### What is required
Would you copy each line of the records that includes the word "slope"?

START Input data

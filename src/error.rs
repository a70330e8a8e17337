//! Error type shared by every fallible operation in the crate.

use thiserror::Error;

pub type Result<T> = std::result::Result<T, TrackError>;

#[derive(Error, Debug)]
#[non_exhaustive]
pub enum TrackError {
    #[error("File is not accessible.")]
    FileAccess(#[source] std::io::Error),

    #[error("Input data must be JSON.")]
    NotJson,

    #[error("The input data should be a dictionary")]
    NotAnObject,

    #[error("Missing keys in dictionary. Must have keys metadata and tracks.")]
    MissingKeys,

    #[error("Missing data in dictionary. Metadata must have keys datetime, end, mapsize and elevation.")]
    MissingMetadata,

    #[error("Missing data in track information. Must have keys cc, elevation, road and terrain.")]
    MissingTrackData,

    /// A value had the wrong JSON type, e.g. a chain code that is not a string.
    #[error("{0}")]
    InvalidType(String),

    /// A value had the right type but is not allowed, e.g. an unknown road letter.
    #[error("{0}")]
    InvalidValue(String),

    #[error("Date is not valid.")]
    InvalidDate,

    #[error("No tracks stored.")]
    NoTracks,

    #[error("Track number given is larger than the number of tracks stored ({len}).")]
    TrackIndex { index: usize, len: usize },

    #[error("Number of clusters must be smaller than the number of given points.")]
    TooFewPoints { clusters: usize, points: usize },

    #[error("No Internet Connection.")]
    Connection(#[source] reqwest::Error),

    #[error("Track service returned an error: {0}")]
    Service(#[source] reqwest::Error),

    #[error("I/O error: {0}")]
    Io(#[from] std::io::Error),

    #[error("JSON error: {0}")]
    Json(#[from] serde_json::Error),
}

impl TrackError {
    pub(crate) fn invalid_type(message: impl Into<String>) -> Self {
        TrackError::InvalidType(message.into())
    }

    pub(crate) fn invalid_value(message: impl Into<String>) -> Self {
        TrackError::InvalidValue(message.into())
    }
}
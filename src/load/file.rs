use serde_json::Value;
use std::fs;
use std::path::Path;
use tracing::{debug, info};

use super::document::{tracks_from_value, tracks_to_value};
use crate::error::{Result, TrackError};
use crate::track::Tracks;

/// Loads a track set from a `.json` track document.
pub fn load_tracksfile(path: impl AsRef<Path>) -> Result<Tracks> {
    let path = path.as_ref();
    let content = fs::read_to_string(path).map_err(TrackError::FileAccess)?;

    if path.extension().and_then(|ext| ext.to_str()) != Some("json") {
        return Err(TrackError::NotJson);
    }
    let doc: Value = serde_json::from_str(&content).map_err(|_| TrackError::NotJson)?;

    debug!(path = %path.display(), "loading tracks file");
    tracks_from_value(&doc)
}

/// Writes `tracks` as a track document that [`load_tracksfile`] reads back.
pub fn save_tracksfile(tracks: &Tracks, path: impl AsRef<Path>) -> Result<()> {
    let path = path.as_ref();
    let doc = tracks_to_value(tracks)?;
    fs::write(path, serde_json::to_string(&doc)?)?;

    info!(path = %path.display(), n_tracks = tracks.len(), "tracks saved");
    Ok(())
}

END Input data
START Input data

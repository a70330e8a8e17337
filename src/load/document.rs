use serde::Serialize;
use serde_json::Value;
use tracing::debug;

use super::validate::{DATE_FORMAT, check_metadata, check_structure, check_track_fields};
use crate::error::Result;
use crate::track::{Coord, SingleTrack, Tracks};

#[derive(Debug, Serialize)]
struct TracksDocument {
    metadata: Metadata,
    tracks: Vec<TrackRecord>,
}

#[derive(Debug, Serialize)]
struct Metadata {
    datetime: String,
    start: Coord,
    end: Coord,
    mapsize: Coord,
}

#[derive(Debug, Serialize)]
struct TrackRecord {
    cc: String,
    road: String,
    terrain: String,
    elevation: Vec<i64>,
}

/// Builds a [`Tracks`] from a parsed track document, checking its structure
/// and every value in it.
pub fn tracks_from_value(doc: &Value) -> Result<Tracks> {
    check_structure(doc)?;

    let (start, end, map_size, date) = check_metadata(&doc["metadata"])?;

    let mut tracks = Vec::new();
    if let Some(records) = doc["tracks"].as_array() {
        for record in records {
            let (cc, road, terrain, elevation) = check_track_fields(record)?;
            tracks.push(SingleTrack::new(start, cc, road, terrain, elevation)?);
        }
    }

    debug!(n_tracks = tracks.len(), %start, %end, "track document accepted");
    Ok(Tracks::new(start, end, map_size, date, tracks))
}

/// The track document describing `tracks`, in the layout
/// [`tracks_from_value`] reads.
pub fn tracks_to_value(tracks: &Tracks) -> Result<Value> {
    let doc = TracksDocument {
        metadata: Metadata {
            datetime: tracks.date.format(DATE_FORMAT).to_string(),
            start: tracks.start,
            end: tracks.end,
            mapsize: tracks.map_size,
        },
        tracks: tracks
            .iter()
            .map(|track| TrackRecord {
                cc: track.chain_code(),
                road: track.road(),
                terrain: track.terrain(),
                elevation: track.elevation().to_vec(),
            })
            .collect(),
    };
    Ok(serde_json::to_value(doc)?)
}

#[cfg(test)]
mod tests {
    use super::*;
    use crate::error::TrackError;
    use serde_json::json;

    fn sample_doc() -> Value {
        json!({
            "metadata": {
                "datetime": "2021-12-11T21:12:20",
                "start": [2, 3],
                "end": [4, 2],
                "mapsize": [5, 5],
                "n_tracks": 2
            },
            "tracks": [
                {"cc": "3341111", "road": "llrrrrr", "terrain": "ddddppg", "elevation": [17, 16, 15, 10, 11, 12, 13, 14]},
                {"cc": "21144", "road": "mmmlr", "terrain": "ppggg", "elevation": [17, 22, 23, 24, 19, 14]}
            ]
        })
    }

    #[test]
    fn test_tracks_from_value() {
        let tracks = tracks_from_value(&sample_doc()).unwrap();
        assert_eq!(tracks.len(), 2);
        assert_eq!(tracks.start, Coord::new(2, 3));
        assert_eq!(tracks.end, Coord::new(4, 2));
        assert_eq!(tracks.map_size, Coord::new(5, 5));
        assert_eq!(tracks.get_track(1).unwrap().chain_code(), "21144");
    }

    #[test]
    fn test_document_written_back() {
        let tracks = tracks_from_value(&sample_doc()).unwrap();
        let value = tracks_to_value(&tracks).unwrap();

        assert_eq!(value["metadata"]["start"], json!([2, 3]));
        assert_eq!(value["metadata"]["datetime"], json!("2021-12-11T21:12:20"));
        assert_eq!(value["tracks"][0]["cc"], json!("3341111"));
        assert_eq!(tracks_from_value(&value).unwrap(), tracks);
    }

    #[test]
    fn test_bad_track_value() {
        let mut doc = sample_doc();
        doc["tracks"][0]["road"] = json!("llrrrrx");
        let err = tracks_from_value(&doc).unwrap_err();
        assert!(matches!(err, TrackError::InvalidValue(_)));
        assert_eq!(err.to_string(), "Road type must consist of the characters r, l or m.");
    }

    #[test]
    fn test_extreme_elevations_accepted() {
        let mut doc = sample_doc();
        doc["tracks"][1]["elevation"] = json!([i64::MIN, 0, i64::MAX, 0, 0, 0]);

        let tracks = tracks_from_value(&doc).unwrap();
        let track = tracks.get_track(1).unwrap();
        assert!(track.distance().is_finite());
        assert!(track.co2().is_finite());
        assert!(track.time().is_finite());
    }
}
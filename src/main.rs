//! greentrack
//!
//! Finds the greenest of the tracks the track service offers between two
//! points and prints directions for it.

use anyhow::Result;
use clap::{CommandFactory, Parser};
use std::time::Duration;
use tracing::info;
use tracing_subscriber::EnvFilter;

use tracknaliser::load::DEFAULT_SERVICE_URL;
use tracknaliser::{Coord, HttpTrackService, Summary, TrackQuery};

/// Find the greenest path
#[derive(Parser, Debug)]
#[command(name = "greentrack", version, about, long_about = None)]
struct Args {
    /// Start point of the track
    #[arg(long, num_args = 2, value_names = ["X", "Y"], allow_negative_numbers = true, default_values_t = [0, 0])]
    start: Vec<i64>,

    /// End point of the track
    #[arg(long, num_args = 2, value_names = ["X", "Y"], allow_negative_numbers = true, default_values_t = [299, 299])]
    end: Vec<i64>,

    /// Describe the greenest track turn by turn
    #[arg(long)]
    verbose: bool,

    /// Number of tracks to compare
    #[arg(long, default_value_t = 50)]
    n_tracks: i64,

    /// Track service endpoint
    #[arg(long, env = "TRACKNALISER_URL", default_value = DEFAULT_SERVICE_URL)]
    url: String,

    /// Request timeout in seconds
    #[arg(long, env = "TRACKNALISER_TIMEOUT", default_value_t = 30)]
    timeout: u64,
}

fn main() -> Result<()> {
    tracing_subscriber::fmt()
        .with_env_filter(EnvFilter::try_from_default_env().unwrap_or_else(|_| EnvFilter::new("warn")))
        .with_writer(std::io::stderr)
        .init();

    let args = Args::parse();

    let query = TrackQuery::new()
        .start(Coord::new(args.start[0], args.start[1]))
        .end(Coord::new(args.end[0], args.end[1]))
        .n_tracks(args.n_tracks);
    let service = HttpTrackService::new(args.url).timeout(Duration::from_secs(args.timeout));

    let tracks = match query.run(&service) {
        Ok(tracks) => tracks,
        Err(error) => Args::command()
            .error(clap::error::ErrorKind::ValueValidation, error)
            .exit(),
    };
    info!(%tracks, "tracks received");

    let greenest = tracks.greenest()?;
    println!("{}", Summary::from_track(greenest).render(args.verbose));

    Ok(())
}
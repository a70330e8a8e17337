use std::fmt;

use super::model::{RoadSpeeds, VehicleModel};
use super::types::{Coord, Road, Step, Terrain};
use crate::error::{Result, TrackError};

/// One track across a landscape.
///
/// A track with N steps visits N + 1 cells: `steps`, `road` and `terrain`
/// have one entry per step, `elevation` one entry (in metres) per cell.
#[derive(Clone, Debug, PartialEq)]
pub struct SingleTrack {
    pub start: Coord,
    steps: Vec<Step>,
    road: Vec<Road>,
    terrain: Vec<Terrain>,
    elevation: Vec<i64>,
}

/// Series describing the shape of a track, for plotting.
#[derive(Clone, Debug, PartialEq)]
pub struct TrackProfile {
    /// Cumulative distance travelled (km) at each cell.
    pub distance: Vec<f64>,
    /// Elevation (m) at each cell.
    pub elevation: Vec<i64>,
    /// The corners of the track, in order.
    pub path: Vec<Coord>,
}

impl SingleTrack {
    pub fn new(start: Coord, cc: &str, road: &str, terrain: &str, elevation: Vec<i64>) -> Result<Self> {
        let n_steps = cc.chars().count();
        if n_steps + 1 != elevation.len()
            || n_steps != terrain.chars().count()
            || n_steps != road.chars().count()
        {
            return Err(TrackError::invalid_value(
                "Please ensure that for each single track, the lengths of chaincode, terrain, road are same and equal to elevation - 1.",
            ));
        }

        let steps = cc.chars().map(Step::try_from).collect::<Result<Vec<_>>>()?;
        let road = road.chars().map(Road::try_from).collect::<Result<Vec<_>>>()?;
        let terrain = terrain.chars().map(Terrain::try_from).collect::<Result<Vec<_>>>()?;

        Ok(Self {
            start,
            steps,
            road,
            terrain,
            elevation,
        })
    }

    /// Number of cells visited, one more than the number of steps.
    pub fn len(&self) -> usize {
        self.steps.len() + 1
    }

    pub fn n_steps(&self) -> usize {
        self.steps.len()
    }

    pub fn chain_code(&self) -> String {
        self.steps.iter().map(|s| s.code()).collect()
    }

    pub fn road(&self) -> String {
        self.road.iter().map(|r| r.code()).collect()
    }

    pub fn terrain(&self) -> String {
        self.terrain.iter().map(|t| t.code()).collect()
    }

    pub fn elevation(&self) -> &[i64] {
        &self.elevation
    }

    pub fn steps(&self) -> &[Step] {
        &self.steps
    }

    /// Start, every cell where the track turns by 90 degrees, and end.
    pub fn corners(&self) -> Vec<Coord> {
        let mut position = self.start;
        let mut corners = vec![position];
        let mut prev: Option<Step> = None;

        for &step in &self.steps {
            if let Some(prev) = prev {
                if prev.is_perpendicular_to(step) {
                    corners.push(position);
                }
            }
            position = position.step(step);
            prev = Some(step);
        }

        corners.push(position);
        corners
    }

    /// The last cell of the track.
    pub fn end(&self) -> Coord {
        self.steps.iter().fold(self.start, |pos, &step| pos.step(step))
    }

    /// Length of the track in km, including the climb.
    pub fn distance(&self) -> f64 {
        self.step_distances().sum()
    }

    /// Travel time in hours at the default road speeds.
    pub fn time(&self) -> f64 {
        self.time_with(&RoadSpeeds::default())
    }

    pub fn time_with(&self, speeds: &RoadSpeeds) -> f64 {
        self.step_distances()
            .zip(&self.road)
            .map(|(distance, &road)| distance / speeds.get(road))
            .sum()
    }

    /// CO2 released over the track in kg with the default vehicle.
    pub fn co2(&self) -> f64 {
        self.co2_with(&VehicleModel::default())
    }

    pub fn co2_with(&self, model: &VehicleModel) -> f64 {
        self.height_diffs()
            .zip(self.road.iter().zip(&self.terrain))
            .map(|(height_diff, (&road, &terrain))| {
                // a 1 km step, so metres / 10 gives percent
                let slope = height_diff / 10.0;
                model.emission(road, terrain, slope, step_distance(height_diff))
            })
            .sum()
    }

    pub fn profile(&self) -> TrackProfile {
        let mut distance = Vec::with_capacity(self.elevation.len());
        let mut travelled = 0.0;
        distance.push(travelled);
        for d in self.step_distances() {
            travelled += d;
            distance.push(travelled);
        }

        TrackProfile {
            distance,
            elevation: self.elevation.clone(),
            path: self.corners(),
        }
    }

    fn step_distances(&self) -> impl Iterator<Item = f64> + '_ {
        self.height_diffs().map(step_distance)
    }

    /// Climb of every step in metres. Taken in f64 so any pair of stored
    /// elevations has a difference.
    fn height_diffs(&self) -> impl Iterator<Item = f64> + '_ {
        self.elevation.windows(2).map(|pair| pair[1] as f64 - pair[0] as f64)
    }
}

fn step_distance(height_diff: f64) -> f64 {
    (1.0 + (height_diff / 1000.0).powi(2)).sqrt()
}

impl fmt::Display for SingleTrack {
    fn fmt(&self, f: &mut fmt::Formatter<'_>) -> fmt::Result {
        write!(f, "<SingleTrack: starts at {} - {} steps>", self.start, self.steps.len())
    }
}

END Input data
START Input data

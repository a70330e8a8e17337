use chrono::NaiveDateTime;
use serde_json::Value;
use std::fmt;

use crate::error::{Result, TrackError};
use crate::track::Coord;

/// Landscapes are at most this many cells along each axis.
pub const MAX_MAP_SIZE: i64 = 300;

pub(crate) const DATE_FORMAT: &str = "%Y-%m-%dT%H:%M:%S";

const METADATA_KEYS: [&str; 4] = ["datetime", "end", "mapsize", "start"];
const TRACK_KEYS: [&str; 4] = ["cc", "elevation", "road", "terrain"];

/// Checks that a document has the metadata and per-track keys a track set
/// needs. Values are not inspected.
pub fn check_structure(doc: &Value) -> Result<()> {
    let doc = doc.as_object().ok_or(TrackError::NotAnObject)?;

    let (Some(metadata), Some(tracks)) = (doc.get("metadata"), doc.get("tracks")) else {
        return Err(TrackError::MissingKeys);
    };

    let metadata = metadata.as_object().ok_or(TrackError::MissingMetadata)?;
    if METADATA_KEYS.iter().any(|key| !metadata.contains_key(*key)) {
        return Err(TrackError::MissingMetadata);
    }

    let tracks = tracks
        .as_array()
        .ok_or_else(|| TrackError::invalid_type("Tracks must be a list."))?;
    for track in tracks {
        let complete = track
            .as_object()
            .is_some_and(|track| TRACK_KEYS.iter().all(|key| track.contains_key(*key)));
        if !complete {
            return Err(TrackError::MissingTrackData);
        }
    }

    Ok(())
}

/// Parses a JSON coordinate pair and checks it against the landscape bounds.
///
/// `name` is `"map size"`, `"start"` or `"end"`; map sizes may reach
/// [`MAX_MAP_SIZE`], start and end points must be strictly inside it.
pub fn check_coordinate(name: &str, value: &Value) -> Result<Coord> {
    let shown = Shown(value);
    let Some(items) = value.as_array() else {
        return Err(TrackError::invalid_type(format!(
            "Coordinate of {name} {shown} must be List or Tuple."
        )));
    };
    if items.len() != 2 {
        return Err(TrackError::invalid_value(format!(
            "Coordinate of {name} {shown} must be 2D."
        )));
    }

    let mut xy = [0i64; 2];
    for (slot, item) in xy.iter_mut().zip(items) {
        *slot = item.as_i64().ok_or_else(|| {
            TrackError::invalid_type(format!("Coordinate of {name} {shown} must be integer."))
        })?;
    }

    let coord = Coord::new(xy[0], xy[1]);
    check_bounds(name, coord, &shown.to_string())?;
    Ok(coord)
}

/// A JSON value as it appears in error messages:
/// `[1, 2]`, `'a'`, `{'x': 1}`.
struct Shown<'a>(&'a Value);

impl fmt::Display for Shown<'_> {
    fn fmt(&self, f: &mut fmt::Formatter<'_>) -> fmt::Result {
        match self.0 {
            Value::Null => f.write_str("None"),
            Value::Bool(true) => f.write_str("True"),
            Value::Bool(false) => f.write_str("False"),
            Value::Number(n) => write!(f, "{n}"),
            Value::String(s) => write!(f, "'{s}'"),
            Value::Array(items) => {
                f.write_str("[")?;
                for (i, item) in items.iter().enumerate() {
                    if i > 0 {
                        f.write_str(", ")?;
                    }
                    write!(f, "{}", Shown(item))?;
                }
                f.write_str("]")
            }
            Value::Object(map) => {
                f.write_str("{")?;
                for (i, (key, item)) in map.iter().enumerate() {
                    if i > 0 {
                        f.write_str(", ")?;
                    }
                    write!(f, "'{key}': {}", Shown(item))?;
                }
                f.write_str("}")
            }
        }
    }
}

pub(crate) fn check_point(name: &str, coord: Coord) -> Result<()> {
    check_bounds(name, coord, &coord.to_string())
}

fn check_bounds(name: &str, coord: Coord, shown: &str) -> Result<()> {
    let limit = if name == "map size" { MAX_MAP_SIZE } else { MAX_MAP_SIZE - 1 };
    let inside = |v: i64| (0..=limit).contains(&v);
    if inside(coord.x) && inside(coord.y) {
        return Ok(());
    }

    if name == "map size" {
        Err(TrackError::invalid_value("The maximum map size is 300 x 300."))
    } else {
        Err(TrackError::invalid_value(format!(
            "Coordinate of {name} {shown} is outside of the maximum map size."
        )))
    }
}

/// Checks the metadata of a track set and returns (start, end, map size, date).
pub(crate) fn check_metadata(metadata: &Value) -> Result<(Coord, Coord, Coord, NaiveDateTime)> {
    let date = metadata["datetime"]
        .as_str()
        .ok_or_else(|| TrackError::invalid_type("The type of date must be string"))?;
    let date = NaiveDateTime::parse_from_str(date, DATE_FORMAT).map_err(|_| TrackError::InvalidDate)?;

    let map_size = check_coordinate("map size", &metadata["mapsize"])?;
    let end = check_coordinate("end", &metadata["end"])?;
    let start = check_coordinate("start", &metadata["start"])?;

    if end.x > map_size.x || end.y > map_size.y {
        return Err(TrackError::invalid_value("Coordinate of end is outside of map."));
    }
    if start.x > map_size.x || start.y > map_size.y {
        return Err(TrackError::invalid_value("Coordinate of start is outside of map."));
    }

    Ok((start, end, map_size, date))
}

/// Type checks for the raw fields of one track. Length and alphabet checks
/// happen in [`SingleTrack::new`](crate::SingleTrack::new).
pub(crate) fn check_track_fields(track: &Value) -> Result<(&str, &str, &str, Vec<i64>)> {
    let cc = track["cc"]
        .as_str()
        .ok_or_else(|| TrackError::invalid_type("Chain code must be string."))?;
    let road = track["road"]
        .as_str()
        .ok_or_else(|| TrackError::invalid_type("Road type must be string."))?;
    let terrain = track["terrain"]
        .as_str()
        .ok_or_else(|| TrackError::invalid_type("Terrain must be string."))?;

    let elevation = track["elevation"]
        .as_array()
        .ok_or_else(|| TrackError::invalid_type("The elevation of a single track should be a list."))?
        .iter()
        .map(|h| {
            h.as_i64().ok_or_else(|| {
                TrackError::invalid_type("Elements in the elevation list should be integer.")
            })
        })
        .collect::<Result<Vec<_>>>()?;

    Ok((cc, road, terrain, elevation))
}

END Input data

### Your response
                let slope = height_diff / 10.0;
                model.emission(road, terrain, slope, step_distance(height_diff))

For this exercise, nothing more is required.